The invisible enemy and friend – I say friend because my son sadly sees his illness as oddly supportive of his anxieties serving the function of containing his overwhelming feelings, obsessive compulsive thoughts and vulnerabilities. I understand this scenario -isn’t it the case that we all to some degree have to have a level of containment in order to function. Illness, I guess,  is when it takes over and we are dictated to and our days are taken over in a way that we are controlled by it. It is a vicious cycle though, because the sufferer is stuck with managing their feelings using their eating disorder or being overwhelmed and not coping at all. So it is a cycle of dependency on behaviours that the sufferer knows about (because they are usually very clever) but feel powerless to do anything about. It is an understatement how annoying this must be for the person suffering with these symptoms.

We all wish there was a solution, preferably a quick and easy one for these complex symptoms and dynamics. But most people who have been caught in the middle of these problems is that there is not a quick and easy answer. What we have found after the first few treatment rounds failed, is that we have had to try different things in the hope that it will make a difference. I think that it is about helping my son find something that is bigger than the illness itself, that make life worth living. We have recently been exploring Buddhism, which has the most amazing and insightful philosophy imaginable. My son is truly enchanted with this way of thinking and although it is a small crack showing a little light, as delicate as it is, it gives us hope, hope that there is something that will offer my son a will to live and breath as he so deserves. And that is it – hope – that word again – we have to have hope. All of us, even without severe mental health problems in our lives need hope for better lives, a secure future and job, hope that we will be successful and feel comfortable with our lot, or hope for whatever your personal preference is, but without it, we are lost and the illness, or darkness, or negative thought patterns, or whatever your poison is,  is securely in the driving seat. So I hope my son never gives up hope as we will never give up on him.

 

Introduction

This is a personal blog which aims to reach people who have experienced or are experiencing an ongoing and severe eating disorder in their families – or with friends. This is an insidious illness. It takes everyone within reach with it. I have seen my son suffer over the years with little or no support or real understanding from services – not their fault, but no one seems to know how to treat this illness.

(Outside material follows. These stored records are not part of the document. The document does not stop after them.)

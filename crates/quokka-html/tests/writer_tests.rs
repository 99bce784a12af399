//! Integration tests for the HTML writer and the element filter.

use std::fmt;

use quokka_html::filter::ElementRemover;
use quokka_html::{EventSink, HtmlParser, HtmlWriter, ParserConfig};

/// Helper to parse `html` and print it with `encoding` in content-type metas.
fn rewrite(parser: &HtmlParser, html: &str, encoding: &str) -> String {
    let mut writer = HtmlWriter::new(String::new(), encoding);
    parser.parse_str(html, &mut writer).unwrap();
    writer.finish().unwrap()
}

/// Helper to filter `html` through `remover` and print what is left.
fn filter(html: &str, configure: impl FnOnce(&mut ElementRemover<HtmlWriter<String>>)) -> String {
    let mut remover = ElementRemover::new(HtmlWriter::new(String::new(), "UTF-8"));
    configure(&mut remover);
    HtmlParser::default().parse_str(html, &mut remover).unwrap();
    remover.into_inner().finish().unwrap()
}

/// Output that refuses every write.
struct Refusing;

impl fmt::Write for Refusing {
    fn write_str(&mut self, _s: &str) -> fmt::Result {
        Err(fmt::Error)
    }
}

// =============================================================================
// Writer
// =============================================================================

#[test]
fn test_content_type_meta_is_rewritten() {
    let html = "<html><head><meta http-equiv=\"Content-Type\" \
                content=\"text/html; charset=ISO-8859-1\"><title>a<b</title></head>\
                <body><p class=\"a\">1 &lt; 2</p></body></html>";
    assert_eq!(
        rewrite(&HtmlParser::default(), html, "UTF-8"),
        "<html><head><meta http-equiv=\"Content-Type\" content=\"text/html; charset=UTF-8\">\
         <title>a<b</title></head><body><p class=\"a\">1 &lt; 2</p></body></html>"
    );
}

#[test]
fn test_entity_events_print_references() {
    let mut config = ParserConfig::default();
    config.scanner.notify_html_builtin_refs = true;
    config.scanner.notify_char_refs = true;
    let parser = HtmlParser::new(config);
    assert_eq!(
        rewrite(&parser, "&copy;&#169;&#65;", "UTF-8"),
        "<html><head></head><body>&copy;&copy;&#65;</body></html>"
    );
}

#[test]
fn test_non_ascii_text_is_escaped() {
    assert_eq!(
        rewrite(&HtmlParser::default(), "<p>caf\u{e9} \u{a0}\n", "UTF-8"),
        "<html><head></head><body><p>caf&eacute; &nbsp;\n</p></body></html>"
    );
}

#[test]
fn test_declarations() {
    let mut writer = HtmlWriter::new(String::new(), "UTF-8");
    writer.doctype(
        Some("html".to_string()),
        None,
        Some("about:legacy-compat".to_string()),
        None,
    );
    writer.processing_instruction("php".to_string(), "x".to_string(), None);
    writer.start_element("html".to_string(), Vec::new(), None);
    writer.end_element("html".to_string(), None);
    writer.comment("after".to_string(), None);
    assert_eq!(
        writer.finish().unwrap(),
        "<!DOCTYPE html SYSTEM \"about:legacy-compat\">\n<?php x><html></html>\n<!--after-->"
    );
}

#[test]
fn test_write_errors_surface_on_finish() {
    let mut writer = HtmlWriter::new(Refusing, "UTF-8");
    writer.start_element("p".to_string(), Vec::new(), None);
    writer.characters("x".to_string(), None);
    assert!(writer.finish().is_err());
}

// =============================================================================
// Element filter
// =============================================================================

#[test]
fn test_filter_accepts_removes_and_unwraps() {
    let html = "<p onclick=\"x()\">a<b>b</b><script>s()</script>\
                <a href=\"/\" target=_blank>l</a><span>c</span></p>";
    let output = filter(html, |remover| {
        remover.accept_element("p", &[]);
        remover.accept_element("b", &[]);
        remover.accept_element("a", &["href"]);
        remover.remove_element("script");
    });
    assert_eq!(output, "<p>a<b>b</b><a href=\"/\">l</a>c</p>");
}

#[test]
fn test_removed_empty_element_does_not_swallow_content() {
    let output = filter("<p>a<img src=x>b</p>", |remover| {
        remover.accept_element("p", &[]);
        remover.remove_element("img");
    });
    assert_eq!(output, "<p>ab</p>");
}

#[test]
fn test_removed_element_nested_in_removed_element() {
    let output = filter("<div>a<object><embed><p>b</p></object>c</div>", |remover| {
        remover.remove_element("object");
        remover.remove_element("p");
    });
    assert_eq!(output, "ac");
}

In the UK weight restoration is seen as important by Eating Disorder Units, alongside Cognitive Behavioural Therapy, group therapy, maybe some one to one, but looking at it 10 years in, my experience from seeing it, is that this approach does not seem to work for most sufferers.
People who succumb from this disorder seem to be high on the IQ side, really very bright individuals. It is sometimes thought that this is a pre requisite to being good at manipulation, but what does this mean really? It simply means to me that they will not be fooled by systems such as CBT which is designed to ‘trick’ the brain into a different behaviour, that these people usually understand their motivations and disordered behaviour better than anyone else including professionals who work with them. This leaves them stuck in rather than manipulating. It may be that there is a therapeutic process – some therapies might work for one person and have no impact on another which is firstly directly in conflict with the NHS treatment system that will treat with practice which is thought to be the most effective from research. Secondly, a therapeutic process can take years to find something that works for an individual and may also depend on opportunities rather than ‘readiness to change’ and other, more complex reasons such as social situation.

Amongst other things services look at ‘recovery’  on weight gain (which is the way Eating Disorder Services measure their statistics and justify their success to government bodies). In short, this is not recovery – it is what it is – weight gain which is very uncomfortable for most sufferers.

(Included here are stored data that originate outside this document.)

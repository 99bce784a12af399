//! Tolerant HTML scanner.
//!
//! [`HtmlScanner`] turns a byte or text source into a flat stream of
//! [`ScanEvent`]s. It never rejects markup: stray brackets become text,
//! unterminated constructs run to the end of input, and every repair is
//! reported through an [`ErrorReporter`].
//!
//! The scanner is pull-based. [`HtmlScanner::next_event`] scans until at least
//! one event is ready; [`HtmlScanner::scan_document`] drives a whole document
//! into an [`EventSink`].
//!
//! # Encoding
//!
//! Byte input is decoded with the declared encoding, else the one named by a
//! byte order mark, else the configured default. Until `<body>` (or any
//! element that belongs in the body) is seen, every byte is recorded. A
//! `<meta>` or `<?xml?>` charset that reads the document head the same way
//! restarts decoding from the first byte; events already delivered are not
//! delivered twice.

/// Character reference and markup scanning in the content state.
mod content;
/// Decoded character window over one source.
pub mod entity;
/// Low-level character helpers.
mod helpers;
/// Input source description.
pub mod input;
/// Recording byte stream for charset replays.
pub mod playback;
/// Raw-text scanning inside STYLE, TEXTAREA, TITLE and friends.
mod special;

use std::collections::VecDeque;
use std::fmt;
use std::mem;
use std::rc::Rc;

use encoding_rs::{Encoding, WINDOWS_1252};
use quokka_common::{ErrorReporter, WarnOnceReporter};

use crate::config::ScannerConfig;
use crate::error::{Error, Result};
use crate::event::{Location, Position, ScanEvent};
use crate::messages::MessageKey;
use crate::sink::{EventSink, dispatch};

pub use entity::{CurrentEntity, SourceInfo};
pub use input::{InputData, InputSource};
pub use playback::PlaybackStream;

pub(crate) use helpers::is_space;

use special::SpecialElement;

/// Component name used in diagnostics.
const COMPONENT: &str = "Scanner";

/// Text both encodings of a charset switch must read identically.
const ENCODING_PROBE: &str =
    "<html><head><meta http-equiv=\"Content-Type\" content=\"text/html;charset=";

/// Where the scanner is within the document.
#[derive(Debug, Clone, Copy, PartialEq, Eq)]
pub enum ScannerState {
    /// Nothing scanned yet.
    StartDocument,
    /// Between markup.
    Content,
    /// Just after `<`.
    MarkupBracket,
    /// Input exhausted; the end event is next.
    EndDocument,
    /// Finished, or no input set.
    Done,
}

/// Outcome of one scanning step.
#[derive(Debug, Clone, Copy, PartialEq, Eq)]
pub(crate) enum Scan {
    /// Keep scanning the current entity.
    More,
    /// The current entity ran out.
    Eof,
}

This system is what we have found within services we have asked for help from for our son. After 10 years, we feel it is time the powers that be recognise that this does not work for everyone, from what I have seen, it barely works for anyone who has this horrible disorder.  Unless services get in at a very early stage, and I mean early, this generic approach has little chance of success in my experience of watching many people who suffer from this illness trust and be failed by this way of working.

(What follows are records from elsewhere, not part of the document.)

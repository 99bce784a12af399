//! Integration tests for the HTML scanner.
//!
//! Events are compared in the line notation of `ScanEvent`'s `Display`
//! implementation, without the document start and end markers.

use std::rc::Rc;

use quokka_common::CollectingReporter;
use quokka_html::{
    Error, EventCollector, HtmlScanner, InputSource, NameCase, ScanEvent, ScannerConfig,
};

/// Helper to scan `html` with `config` into a list of events.
fn scan_with(config: ScannerConfig, html: &str) -> Vec<ScanEvent> {
    let mut scanner = HtmlScanner::new(config);
    scanner.set_input_source(InputSource::from_text(html)).unwrap();
    scanner.collect::<Result<_, _>>().unwrap()
}

/// Helper to scan `html` with default settings.
fn scan(html: &str) -> Vec<ScanEvent> {
    scan_with(ScannerConfig::default(), html)
}

/// Helper to render events in line notation, dropping the document markers.
fn notation(events: &[ScanEvent]) -> Vec<String> {
    events
        .iter()
        .filter(|event| {
            !matches!(
                event,
                ScanEvent::StartDocument { .. } | ScanEvent::EndDocument { .. }
            )
        })
        .map(ToString::to_string)
        .collect()
}

/// Helper to concatenate the character data of `events`.
fn text(events: &[ScanEvent]) -> String {
    events
        .iter()
        .filter_map(|event| match event {
            ScanEvent::Characters { text, .. } => Some(text.as_str()),
            _ => None,
        })
        .collect()
}

/// Helper to scan with error reporting into a collecting reporter.
fn scan_reporting(config: ScannerConfig, html: &str) -> (Vec<ScanEvent>, Vec<&'static str>) {
    let reporter = Rc::new(CollectingReporter::new());
    let config = ScannerConfig {
        report_errors: true,
        ..config
    };
    let mut scanner = HtmlScanner::with_reporter(config, reporter.clone());
    scanner.set_input_source(InputSource::from_text(html)).unwrap();
    let events = scanner.collect::<Result<_, _>>().unwrap();
    (events, reporter.keys())
}

// =============================================================================
// Document structure
// =============================================================================

#[test]
fn test_document_brackets() {
    let events = scan("");
    assert!(matches!(events[0], ScanEvent::StartDocument { .. }));
    assert!(matches!(events[1], ScanEvent::EndDocument { .. }));
    assert_eq!(events.len(), 2);
}

#[test]
fn test_scanner_does_not_balance() {
    assert_eq!(notation(&scan("<b><i>x</b>")), ["(b", "(i", "\"x", ")b"]);
}

// =============================================================================
// Tags and attributes
// =============================================================================

#[test]
fn test_start_tag_attributes() {
    let events = scan("<div class=x id='y' hidden>");
    let ScanEvent::StartElement {
        name, attributes, ..
    } = &events[1]
    else {
        panic!("expected a start tag, got {:?}", events[1]);
    };
    assert_eq!(name, "div");
    let pairs: Vec<_> = attributes
        .iter()
        .map(|attr| (attr.name.as_str(), attr.value.as_str()))
        .collect();
    assert_eq!(pairs, [("class", "x"), ("id", "y"), ("hidden", "")]);
}

#[test]
fn test_name_casing() {
    let html = "<DIV Class=a></DIV>";
    assert_eq!(notation(&scan(html)), ["(div\nAclass a", ")div"]);

    let upper = ScannerConfig {
        names_elems: NameCase::Upper,
        names_attrs: NameCase::Upper,
        ..ScannerConfig::default()
    };
    assert_eq!(notation(&scan_with(upper, html)), ["(DIV\nACLASS a", ")DIV"]);

    let kept = ScannerConfig {
        names_elems: NameCase::Default,
        names_attrs: NameCase::Default,
        ..ScannerConfig::default()
    };
    assert_eq!(notation(&scan_with(kept, html)), ["(DIV\nAClass a", ")DIV"]);
}

#[test]
fn test_self_closing_tags() {
    assert_eq!(notation(&scan("<br/><p/>")), ["(br\n)br", "(p\n)p"]);
}

#[test]
fn test_end_tag_junk_is_skipped() {
    assert_eq!(notation(&scan("<p>x</p junk>")), ["(p", "\"x", ")p"]);
}

#[test]
fn test_attribute_references() {
    let events = scan("<a href=\"?a=1&copy=2&lang=en&amp;x\">");
    let ScanEvent::StartElement { attributes, .. } = &events[1] else {
        panic!("expected a start tag, got {:?}", events[1]);
    };
    assert_eq!(attributes[0].value, "?a=1\u{a9}=2&lang=en&x");
    assert_eq!(attributes[0].non_normalized_value, "?a=1&copy=2&lang=en&amp;x");
}

#[test]
fn test_normalize_attributes() {
    let config = ScannerConfig {
        normalize_attributes: true,
        ..ScannerConfig::default()
    };
    let events = scan_with(config, "<a title=\"  a \n  b  \">");
    let ScanEvent::StartElement { attributes, .. } = &events[1] else {
        panic!("expected a start tag, got {:?}", events[1]);
    };
    assert_eq!(attributes[0].value, "a b");
    assert_eq!(attributes[0].non_normalized_value, "  a \n  b  ");
}

// =============================================================================
// Stray brackets
// =============================================================================

#[test]
fn test_stray_brackets_become_text() {
    let (events, keys) = scan_reporting(ScannerConfig::default(), "a < b");
    assert_eq!(text(&events), "a < b");
    assert_eq!(keys, ["HTML1009"]);

    assert_eq!(text(&scan("<1>")), "<1>");
}

#[test]
fn test_trailing_bracket() {
    let (events, keys) = scan_reporting(ScannerConfig::default(), "a<");
    assert_eq!(text(&events), "a<");
    assert_eq!(keys, ["HTML1003"]);
}

// =============================================================================
// Comments, CDATA, doctypes and processing instructions
// =============================================================================

#[test]
fn test_comment() {
    assert_eq!(notation(&scan("<!-- a -- b -->x")), ["# a -- b ", "\"x"]);
}

#[test]
fn test_unterminated_comment_ends_at_bracket() {
    assert_eq!(notation(&scan("<!-- a > b")), ["# a ", "\" b"]);
}

#[test]
fn test_cdata() {
    assert_eq!(notation(&scan("<![CDATA[x<y]]>")), ["#[CDATA[x<y]]"]);

    let config = ScannerConfig {
        cdata_sections: true,
        ..ScannerConfig::default()
    };
    assert_eq!(
        notation(&scan_with(config, "<![CDATA[x<y]]>")),
        ["[cdata", "\"x<y", "]cdata"]
    );
}

#[test]
fn test_doctype() {
    let events = scan(
        "<!DOCTYPE HTML PUBLIC \"-//W3C//DTD HTML 4.01//EN\" \"http://www.w3.org/TR/html4/strict.dtd\">",
    );
    assert_eq!(
        events[1],
        ScanEvent::Doctype {
            root: Some("html".to_string()),
            public_id: Some("-//W3C//DTD HTML 4.01//EN".to_string()),
            system_id: Some("http://www.w3.org/TR/html4/strict.dtd".to_string()),
            location: None,
        }
    );

    assert_eq!(notation(&scan("<!doctype html><p>")), ["!html", "(p"]);
}

#[test]
fn test_insert_and_override_doctype() {
    let config = ScannerConfig {
        insert_doctype: true,
        ..ScannerConfig::default()
    };
    let events = scan_with(config, "<p>");
    let ScanEvent::Doctype {
        root, public_id, ..
    } = &events[1]
    else {
        panic!("expected a doctype, got {:?}", events[1]);
    };
    assert_eq!(root.as_deref(), Some("html"));
    assert_eq!(public_id.as_deref(), Some("-//W3C//DTD HTML 4.01 Transitional//EN"));

    let config = ScannerConfig {
        override_doctype: true,
        doctype_public_id: "-//X//Y".to_string(),
        doctype_system_id: "y.dtd".to_string(),
        ..ScannerConfig::default()
    };
    assert_eq!(
        notation(&scan_with(config, "<!DOCTYPE html SYSTEM \"about:legacy-compat\">")),
        ["!html PUBLIC \"-//X//Y\" \"y.dtd\""]
    );
}

#[test]
fn test_processing_instruction() {
    let (events, keys) = scan_reporting(ScannerConfig::default(), "<?php echo 1; ?>");
    assert_eq!(notation(&events), ["?php echo 1; "]);
    assert_eq!(keys, ["HTML1008"]);
}

#[test]
fn test_xml_declaration() {
    let events = scan("<?xml version=\"1.0\" encoding=\"UTF-8\"?><p>");
    assert_eq!(
        events[1],
        ScanEvent::XmlDecl {
            version: Some("1.0".to_string()),
            encoding: Some("UTF-8".to_string()),
            standalone: None,
            location: None,
        }
    );
    assert_eq!(events[2].element_name(), Some("p"));
}

// =============================================================================
// Raw text
// =============================================================================

#[test]
fn test_script_content_is_verbatim() {
    assert_eq!(
        notation(&scan("<script>if (a < b) { x = \"</p>\"; }</script>")),
        ["(script", "\"if (a < b) { x = \"</p>\"; }", ")script"]
    );
}

#[test]
fn test_script_comment_hides_end_tag() {
    let html = "<script><!-- document.write(\"</script>\"); --></script>";
    assert_eq!(
        text(&scan(html)),
        "<!-- document.write(\"</script>\"); -->"
    );

    let config = ScannerConfig {
        script_strip_comment_delims: true,
        ..ScannerConfig::default()
    };
    assert_eq!(
        text(&scan_with(config, html)),
        " document.write(\"</script>\"); "
    );
}

#[test]
fn test_textarea_decodes_references_only() {
    let events = scan("<textarea>a <b> &amp; c</textarea>");
    assert_eq!(text(&events), "a <b> & c");
    let names: Vec<_> = events.iter().filter_map(ScanEvent::element_name).collect();
    assert_eq!(names, ["textarea", "textarea"]);
}

#[test]
fn test_style_keeps_references() {
    let events = scan("<style>p < b &amp; {}</style>");
    assert_eq!(text(&events), "p < b &amp; {}");
}

#[test]
fn test_title_is_raw_only_when_closed() {
    let closed = scan("<title>a<b>c</title>");
    assert_eq!(text(&closed), "a<b>c");

    let open = scan("<title>a<b>c");
    let names: Vec<_> = open.iter().filter_map(ScanEvent::element_name).collect();
    assert_eq!(names, ["title", "b"]);
}

// =============================================================================
// Character references
// =============================================================================

#[test]
fn test_references_in_content() {
    let (events, keys) = scan_reporting(
        ScannerConfig::default(),
        "a &amp; b &copy c &bogus; d &#65;&#x42;",
    );
    assert_eq!(text(&events), "a & b \u{a9} c &bogus; d AB");
    assert_eq!(keys, ["HTML1004", "HTML1006"]);
}

#[test]
fn test_windows_character_references() {
    assert_eq!(text(&scan("&#150;")), "\u{96}");

    let config = ScannerConfig {
        fix_windows_char_refs: true,
        ..ScannerConfig::default()
    };
    assert_eq!(text(&scan_with(config, "&#150;")), "\u{2013}");
}

#[test]
fn test_reference_notifications() {
    let config = ScannerConfig {
        notify_char_refs: true,
        ..ScannerConfig::default()
    };
    assert_eq!(notation(&scan_with(config, "&#65;")), ["&#65", "\"A", "/#65"]);

    let config = ScannerConfig {
        notify_xml_builtin_refs: true,
        ..ScannerConfig::default()
    };
    assert_eq!(
        notation(&scan_with(config, "&lt;&eacute;")),
        ["&lt", "\"<", "/lt", "\"\u{e9}"]
    );

    let config = ScannerConfig {
        notify_html_builtin_refs: true,
        ..ScannerConfig::default()
    };
    assert_eq!(
        notation(&scan_with(config, "&lt;&eacute;")),
        ["&lt", "\"<", "/lt", "&eacute", "\"\u{e9}", "/eacute"]
    );
}

// =============================================================================
// Line breaks and locations
// =============================================================================

#[test]
fn test_line_breaks_are_normalized() {
    assert_eq!(notation(&scan("a\r\nb\rc\n")), ["\"a\\nb\\nc\\n"]);
}

#[test]
fn test_locations() {
    let config = ScannerConfig {
        augmentations: true,
        ..ScannerConfig::default()
    };
    let events = scan_with(config, "<p>ab</p>\r\n<br>");

    let start = events[1].location().unwrap();
    assert_eq!((start.begin_offset, start.end_offset), (0, 3));
    assert_eq!((start.begin_column, start.end_column), (1, 4));

    let chars = events[2].location().unwrap();
    assert_eq!((chars.begin_offset, chars.end_offset), (3, 5));

    let br = events
        .iter()
        .find(|event| event.element_name() == Some("br"))
        .and_then(ScanEvent::location)
        .unwrap();
    assert_eq!((br.begin_line, br.begin_column), (2, 1));
    assert!(!br.synthesized);
}

#[test]
fn test_no_locations_by_default() {
    assert!(scan("<p>x</p>").iter().all(|event| event.location().is_none()));
}

// =============================================================================
// Nested sources
// =============================================================================

#[test]
fn test_pushed_source_is_scanned_first() {
    let mut scanner = HtmlScanner::new(ScannerConfig::default());
    scanner.set_input_source(InputSource::from_text("outer")).unwrap();
    scanner.push_input_source(InputSource::from_text("<i>inner</i>"));
    let events: Vec<_> = scanner.collect::<Result<_, _>>().unwrap();
    assert_eq!(notation(&events), ["(i", "\"inner", ")i", "\"outer"]);
}

#[test]
fn test_evaluated_source_is_delivered_in_place() {
    let mut scanner = HtmlScanner::new(ScannerConfig::default());
    scanner.set_input_source(InputSource::from_text("<p>after")).unwrap();
    let first = scanner.next_event().unwrap();
    assert!(matches!(first, Some(ScanEvent::StartDocument { .. })));

    scanner
        .evaluate_input_source(InputSource::from_text("<b>x</b>"))
        .unwrap();
    let mut collector = EventCollector::new();
    scanner.scan_document(&mut collector).unwrap();
    assert_eq!(
        notation(collector.events()),
        ["(b", "\"x", ")b", "(p", "\"after"]
    );
}

#[test]
fn test_cleanup_drops_pushed_sources() {
    let mut scanner = HtmlScanner::new(ScannerConfig::default());
    scanner.set_input_source(InputSource::from_text("outer")).unwrap();
    scanner.push_input_source(InputSource::from_text("inner"));
    scanner.cleanup(false);
    let events: Vec<_> = scanner.collect::<Result<_, _>>().unwrap();
    assert_eq!(text(&events), "outer");
}

#[test]
fn test_unsupported_declared_encoding() {
    let mut scanner = HtmlScanner::new(ScannerConfig::default());
    let result =
        scanner.set_input_source(InputSource::from_bytes(b"<p>x".to_vec()).with_encoding("x-bogus"));
    assert!(matches!(result, Err(Error::UnsupportedEncoding(label)) if label == "x-bogus"));
}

More often, long term, or SEED sufferers need to be supported to try to find a way of living with their eating disorder, and this is where we have got to. As sad and painful as it is for us as a family to accept that our son may never be ‘well’. We need to be realistic. And he wants some quality of life, which to him means not bingeing and purging to stave off hunger, and trying to eat at least something to sustain some weight. But are there services prepared to try this way of working?